It’s not the mountain that stops you.
It’s the pebble in your shoe.
—Mountain climber saying
I hate e-mail. And now that I have your attention, I should say more exactly that I hate how I approach e-mail. The habits I have developed in responding to e-mail messages, which once upon a time made sense when I received a mere handful of messages per day, are now hugely punishing given that I receive several hundred messages per day. I spend more time with e-mail than with anything else in my life, professional or personal, other than sleeping. And my sleep is increasingly disrupted by my rumination about the hundreds of unanswered messages in my inbox!
When I first started to use e-mail, I thought it was wonderful. I could send messages simultaneously to a large number of folks about a meeting time and place. I could check in with loved ones when I was in a time zone that made phone calls unwieldy or inappropriate. I could ask simple questions or make simple requests of friends and colleagues without writing letters.
But things changed. What I thought was so wonderful about e-mail was what it allowed me to do. But e-mail also allowed other people to do things, and all too often, I am on the receiving end of what they are trying to do. I suppose really important people have someone else to handle their e-mail. I’m not such a person. I’m important enough that people ask me to do things, but not important enough that I can delegate or relegate the hundreds of requests I get every day. Can you send me this? Can you read the attached paper (or book!) and comment on it? Can you advise me about whatever?
“Pardon the multiple postings.” Excuse me, but I do not pardon these! I am opposed to the death penalty, but I would probably make an exception in this case. Even e-mail messages that require no response still need to be read. Life is short, and I do not want the epitaph on my tombstone to say “He read all of his e-mail.”
Most of the e-mail messages I receive are from people I do not know, and they are contacting me in my professional role. Yes … yes … yes … I could just ignore them. But I am still an old school kind of guy, and I think it impolite to ignore requests, even if I do not know the people making them and even if the requests are bizarre.
Early in my career, I learned that responding quickly to any and all requests paid dividends. As Woody Allen said, 80% of success is showing up, and in my case, showing up meant responding to requests. The problem is that e-mail has allowed the requests to escalate beyond my capacity to honor them. The result is that e-mail is now killing me.
One of the few self-help books I have read cover-to-cover promised advice about “managing” e-mail. An ostensibly useful bit of advice was dubbed the three-minute rule. If you can answer an e-mail in three minutes, always do so upon reading it the first time, because if you leave it for later, it will still take three minutes plus whatever extra time it takes to re-read it and re-understand what is needed.
The problem with following the three-minute rule is that it encourages the e-mail sender to send yet another message, usually immediately. Quickly removing the pebble in your shoe that an e-mail request represents only results in more pebbles.
As my colleague Marty Seligman has said, to raise roses you have to pull weeds. But pulling e-mail weeds leads to more of them.
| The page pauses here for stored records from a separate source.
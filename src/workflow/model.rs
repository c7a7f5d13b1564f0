//! Workflow Data Model
//!
//! Immutable description of a workflow graph: nodes, their dependencies,
//! run conditions, and per-node execution parameters.
//!
//! # Example YAML Format
//!
//! ```yaml
//! name: nightly_report
//! optimization_strategy: resource_optimal
//! error_handling_strategy: retry_and_continue
//! max_parallel_tasks: 2
//! global_timeout: 600
//! nodes:
//!   - id: fetch
//!     action: system_command
//!     steps:
//!       - description: Download the export
//!         action: run
//!         parameters: { command: "curl -o export.csv https://example.org/export" }
//!     timeout: 60
//!
//!   - id: summarize
//!     action: llm_call
//!     dependencies: [fetch]
//!     priority: 5
//!     resources_required: { gpu: 1 }
//!     dependency_conditions:
//!       - depends_on_result: { node_id: fetch, operator: equals, value: "ok" }
//! ```

use std::collections::{BTreeMap, BTreeSet};
use std::fmt;
use std::str::FromStr;
use std::time::Duration;

use chrono::NaiveTime;
use serde::{Deserialize, Serialize};
use serde_json::Value;

/// Default per-node timeout (five minutes).
pub const DEFAULT_NODE_TIMEOUT: Duration = Duration::from_secs(300);

/// Default global workflow timeout (one hour).
pub const DEFAULT_GLOBAL_TIMEOUT: Duration = Duration::from_secs(3600);

/// Serializes durations as (fractional) seconds.
pub(crate) mod duration_secs {
    use std::time::Duration;

    use serde::{de, Deserialize, Deserializer, Serializer};

    pub fn serialize<S>(duration: &Duration, serializer: S) -> Result<S::Ok, S::Error>
    where
        S: Serializer,
    {
        serializer.serialize_f64(duration.as_secs_f64())
    }

    pub fn deserialize<'de, D>(deserializer: D) -> Result<Duration, D::Error>
    where
        D: Deserializer<'de>,
    {
        let secs = f64::deserialize(deserializer)?;
        if !secs.is_finite() || secs < 0.0 {
            return Err(de::Error::custom("duration must be a non-negative number of seconds"));
        }
        Duration::try_from_secs_f64(secs).map_err(de::Error::custom)
    }
}

fn default_node_timeout() -> Duration {
    DEFAULT_NODE_TIMEOUT
}

fn default_global_timeout() -> Duration {
    DEFAULT_GLOBAL_TIMEOUT
}

fn default_max_parallel() -> usize {
    num_cpus::get()
}

fn default_true() -> bool {
    true
}

/// One step of a node's work. Opaque to the orchestrator and handed to the executor as-is.
#[derive(Serialize, Deserialize, Debug, Clone, PartialEq)]
pub struct Step {
    #[serde(default)]
    pub description: String,

    pub action: String,

    #[serde(default, skip_serializing_if = "BTreeMap::is_empty")]
    pub parameters: BTreeMap<String, Value>,

    #[serde(with = "duration_secs", default = "default_node_timeout")]
    pub timeout: Duration,

    #[serde(default)]
    pub max_retries: u32,
}

impl Step {
    pub fn new(description: impl Into<String>, action: impl Into<String>) -> Self {
        Self {
            description: description.into(),
            action: action.into(),
            parameters: BTreeMap::new(),
            timeout: DEFAULT_NODE_TIMEOUT,
            max_retries: 0,
        }
    }

    pub fn with_parameter(mut self, key: impl Into<String>, value: impl Into<Value>) -> Self {
        self.parameters.insert(key.into(), value.into());
        self
    }
}

/// Comparison applied by [`RunCondition::DependsOnResult`].
#[derive(Serialize, Deserialize, Debug, Clone, Copy, PartialEq, Eq)]
#[serde(rename_all = "snake_case")]
pub enum ComparisonOperator {
    Equals,
    Contains,
    GreaterThan,
    LessThan,
}

/// Predicate that must hold before a node is dispatched.
///
/// When a condition is unmet the node is skipped, not failed.
#[derive(Serialize, Deserialize, Debug, Clone, PartialEq)]
#[serde(rename_all = "snake_case")]
pub enum RunCondition {
    /// The referenced node must have completed successfully.
    DependsOnSuccess { node_id: String },

    /// The referenced node's recorded result must satisfy `operator value`.
    DependsOnResult {
        node_id: String,
        operator: ComparisonOperator,
        value: Value,
    },

    /// Wall-clock time of day must fall in `[start, end]`. Windows may wrap midnight.
    TimeWindow { start: NaiveTime, end: NaiveTime },
}

impl RunCondition {
    /// The node this condition reads from, if any.
    pub fn referenced_node(&self) -> Option<&str> {
        match self {
            Self::DependsOnSuccess { node_id } | Self::DependsOnResult { node_id, .. } => {
                Some(node_id)
            }
            Self::TimeWindow { .. } => None,
        }
    }
}

/// Per-node participation in the workflow-level retry.
#[derive(Serialize, Deserialize, Debug, Clone, PartialEq)]
pub struct RetryPolicy {
    /// Whether this node may be retried under `RetryAndContinue`.
    #[serde(default = "default_true")]
    pub retryable: bool,

    /// Pause before the retry attempt.
    #[serde(with = "duration_secs", default)]
    pub delay: Duration,
}

impl Default for RetryPolicy {
    fn default() -> Self {
        Self {
            retryable: true,
            delay: Duration::ZERO,
        }
    }
}

impl RetryPolicy {
    pub fn never() -> Self {
        Self {
            retryable: false,
            delay: Duration::ZERO,
        }
    }
}

/// A single schedulable unit of work.
#[derive(Serialize, Deserialize, Debug, Clone, PartialEq)]
pub struct WorkflowNode {
    /// Unique key within the definition
    pub id: String,

    /// Tag selecting the registered executor
    pub action: String,

    #[serde(default)]
    pub steps: Vec<Step>,

    /// IDs of nodes that must finish before this one starts
    #[serde(default)]
    pub dependencies: BTreeSet<String>,

    /// Written as single-key maps (`- depends_on_success: { node_id: a }`) in YAML and JSON alike
    #[serde(
        default,
        skip_serializing_if = "Vec::is_empty",
        with = "serde_yaml::with::singleton_map_recursive"
    )]
    pub dependency_conditions: Vec<RunCondition>,

    /// Higher runs earlier among simultaneously eligible nodes
    #[serde(default)]
    pub priority: i32,

    #[serde(with = "duration_secs", default = "default_node_timeout")]
    pub timeout: Duration,

    /// Named resource -> quantity
    #[serde(default, skip_serializing_if = "BTreeMap::is_empty")]
    pub resources_required: BTreeMap<String, u32>,

    #[serde(default)]
    pub retry_policy: RetryPolicy,
}

impl WorkflowNode {
    /// Creates a node with no dependencies and default parameters.
    ///
    /// # Example
    ///
    /// ```
    /// use phasekeeper::workflow::WorkflowNode;
    /// use std::time::Duration;
    ///
    /// let node = WorkflowNode::new("summarize", "llm_call")
    ///     .depends_on("fetch")
    ///     .with_priority(5)
    ///     .with_timeout(Duration::from_secs(30))
    ///     .with_resource("gpu", 1);
    /// assert!(node.dependencies.contains("fetch"));
    /// ```
    pub fn new(id: impl Into<String>, action: impl Into<String>) -> Self {
        Self {
            id: id.into().trim().to_string(),
            action: action.into().trim().to_string(),
            steps: Vec::new(),
            dependencies: BTreeSet::new(),
            dependency_conditions: Vec::new(),
            priority: 0,
            timeout: DEFAULT_NODE_TIMEOUT,
            resources_required: BTreeMap::new(),
            retry_policy: RetryPolicy::default(),
        }
    }

    pub fn depends_on(mut self, node_id: impl Into<String>) -> Self {
        self.dependencies.insert(node_id.into());
        self
    }

    pub fn with_step(mut self, step: Step) -> Self {
        self.steps.push(step);
        self
    }

    pub fn with_priority(mut self, priority: i32) -> Self {
        self.priority = priority;
        self
    }

    pub fn with_timeout(mut self, timeout: Duration) -> Self {
        self.timeout = timeout;
        self
    }

    pub fn with_resource(mut self, name: impl Into<String>, quantity: u32) -> Self {
        self.resources_required.insert(name.into(), quantity);
        self
    }

    pub fn with_condition(mut self, condition: RunCondition) -> Self {
        self.dependency_conditions.push(condition);
        self
    }

    pub fn with_retry_policy(mut self, policy: RetryPolicy) -> Self {
        self.retry_policy = policy;
        self
    }

    /// Returns true if the two nodes declare any resource name in common.
    pub fn shares_resources_with(&self, other: &WorkflowNode) -> bool {
        self.resources_required
            .keys()
            .any(|name| other.resources_required.contains_key(name))
    }
}

/// Post-processing applied to the planner's phases.
#[derive(Serialize, Deserialize, Debug, Clone, Copy, PartialEq, Eq, Hash, Default)]
#[serde(rename_all = "snake_case")]
pub enum OptimizationStrategy {
    TimeOptimal,
    ResourceOptimal,
    CostOptimal,
    ReliabilityOptimal,
    #[default]
    Balanced,
}

impl OptimizationStrategy {
    pub const ALL: [OptimizationStrategy; 5] = [
        Self::TimeOptimal,
        Self::ResourceOptimal,
        Self::CostOptimal,
        Self::ReliabilityOptimal,
        Self::Balanced,
    ];

    pub fn as_str(&self) -> &'static str {
        match self {
            Self::TimeOptimal => "time_optimal",
            Self::ResourceOptimal => "resource_optimal",
            Self::CostOptimal => "cost_optimal",
            Self::ReliabilityOptimal => "reliability_optimal",
            Self::Balanced => "balanced",
        }
    }
}

impl fmt::Display for OptimizationStrategy {
    fn fmt(&self, f: &mut fmt::Formatter<'_>) -> fmt::Result {
        f.write_str(self.as_str())
    }
}

impl FromStr for OptimizationStrategy {
    type Err = String;

    fn from_str(s: &str) -> Result<Self, Self::Err> {
        let normalized = s.trim().to_ascii_lowercase().replace('-', "_");
        Self::ALL
            .into_iter()
            .find(|strategy| strategy.as_str() == normalized)
            .ok_or_else(|| format!("Unknown optimization strategy: {}", s))
    }
}

/// How the orchestrator reacts to a phase that still has failures after retries.
#[derive(Serialize, Deserialize, Debug, Clone, Copy, PartialEq, Eq, Hash, Default)]
#[serde(rename_all = "snake_case")]
pub enum ErrorHandlingStrategy {
    FailFast,
    #[default]
    RetryAndContinue,
    ContinueOnError,
    FailOnCritical,
}

impl fmt::Display for ErrorHandlingStrategy {
    fn fmt(&self, f: &mut fmt::Formatter<'_>) -> fmt::Result {
        let name = match self {
            Self::FailFast => "fail_fast",
            Self::RetryAndContinue => "retry_and_continue",
            Self::ContinueOnError => "continue_on_error",
            Self::FailOnCritical => "fail_on_critical",
        };
        f.write_str(name)
    }
}

/// A complete workflow graph. Read-only once queued.
#[derive(Serialize, Deserialize, Debug, Clone, PartialEq)]
pub struct WorkflowDefinition {
    #[serde(default)]
    pub id: String,

    pub name: String,

    #[serde(default)]
    pub description: String,

    /// Nodes in definition order (used to break priority ties)
    pub nodes: Vec<WorkflowNode>,

    #[serde(with = "duration_secs", default = "default_global_timeout")]
    pub global_timeout: Duration,

    #[serde(default)]
    pub optimization_strategy: OptimizationStrategy,

    #[serde(default)]
    pub error_handling_strategy: ErrorHandlingStrategy,

    #[serde(default = "default_max_parallel")]
    pub max_parallel_tasks: usize,
}
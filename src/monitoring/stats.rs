//! Execution Statistics
//!
//! Aggregates finished executions and keeps per-strategy averages, which
//! hosts can use to pick an optimization strategy for the next run.

use std::collections::BTreeMap;

use serde::Serialize;

use crate::workflow::state::{ExecutionStatus, ExecutionSummary};
use crate::workflow::OptimizationStrategy;

/// Runs a strategy needs before it can be recommended.
pub const MIN_RUNS_FOR_RECOMMENDATION: usize = 3;

/// Running averages for one optimization strategy.
#[derive(Serialize, Debug, Clone, Default, PartialEq)]
pub struct StrategyStats {
    pub runs: usize,
    pub average_success_rate: f64,
    pub average_duration_ms: f64,
}

impl StrategyStats {
    fn record(&mut self, success_rate: f64, duration_ms: f64) {
        self.runs += 1;
        let n = self.runs as f64;
        self.average_success_rate += (success_rate - self.average_success_rate) / n;
        self.average_duration_ms += (duration_ms - self.average_duration_ms) / n;
    }
}

/// Totals over all finished executions.
#[derive(Serialize, Debug, Clone, Default, PartialEq)]
pub struct ExecutionStats {
    pub total_executions: usize,
    pub completed: usize,
    pub failed: usize,
    pub cancelled: usize,
    pub average_duration_ms: f64,
    pub average_success_rate: f64,
    pub per_strategy: BTreeMap<String, StrategyStats>,
}

impl ExecutionStats {
    pub fn new() -> Self {
        Self::default()
    }

    /// Folds a terminal execution into the totals. Non-terminal summaries are ignored.
    pub fn record(&mut self, summary: &ExecutionSummary) {
        match summary.status {
            ExecutionStatus::Completed => self.completed += 1,
            ExecutionStatus::Failed => self.failed += 1,
            ExecutionStatus::Cancelled => self.cancelled += 1,
            _ => return,
        }

        self.total_executions += 1;
        let n = self.total_executions as f64;
        let duration = summary.duration_ms.unwrap_or(0) as f64;

        self.average_duration_ms += (duration - self.average_duration_ms) / n;
        self.average_success_rate += (summary.success_rate - self.average_success_rate) / n;

        self.per_strategy
            .entry(summary.strategy.to_string())
            .or_default()
            .record(summary.success_rate, duration);
    }

    /// Fraction of finished executions that completed.
    pub fn completion_rate(&self) -> f64 {
        if self.total_executions == 0 {
            return 0.0;
        }
        self.completed as f64 / self.total_executions as f64
    }

    /// Strategy with the best average success rate among those with at
    /// least `min_runs` runs. Ties go to the lower average duration.
    pub fn recommended_strategy(&self, min_runs: usize) -> Option<OptimizationStrategy> {
        self.per_strategy
            .iter()
            .filter(|(_, stats)| stats.runs >= min_runs.max(1))
            .max_by(|(_, a), (_, b)| {
                a.average_success_rate
                    .total_cmp(&b.average_success_rate)
                    .then_with(|| b.average_duration_ms.total_cmp(&a.average_duration_ms))
            })
            .and_then(|(name, _)| name.parse().ok())
    }
}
The roses are postponed indefinitely.
This blog is supposed to be about the good life, so why I am whining about e-mail? Simply because e-mail can undercut the good life. It can be a hassle and in my case an incredible one.
I doubt I am alone in my discomfort with e-mail. Is there a solution?
Perhaps a 21st century rendering of the Golden Rule would be useful: Don’t e-mail others messages you wouldn’t want to receive yourself.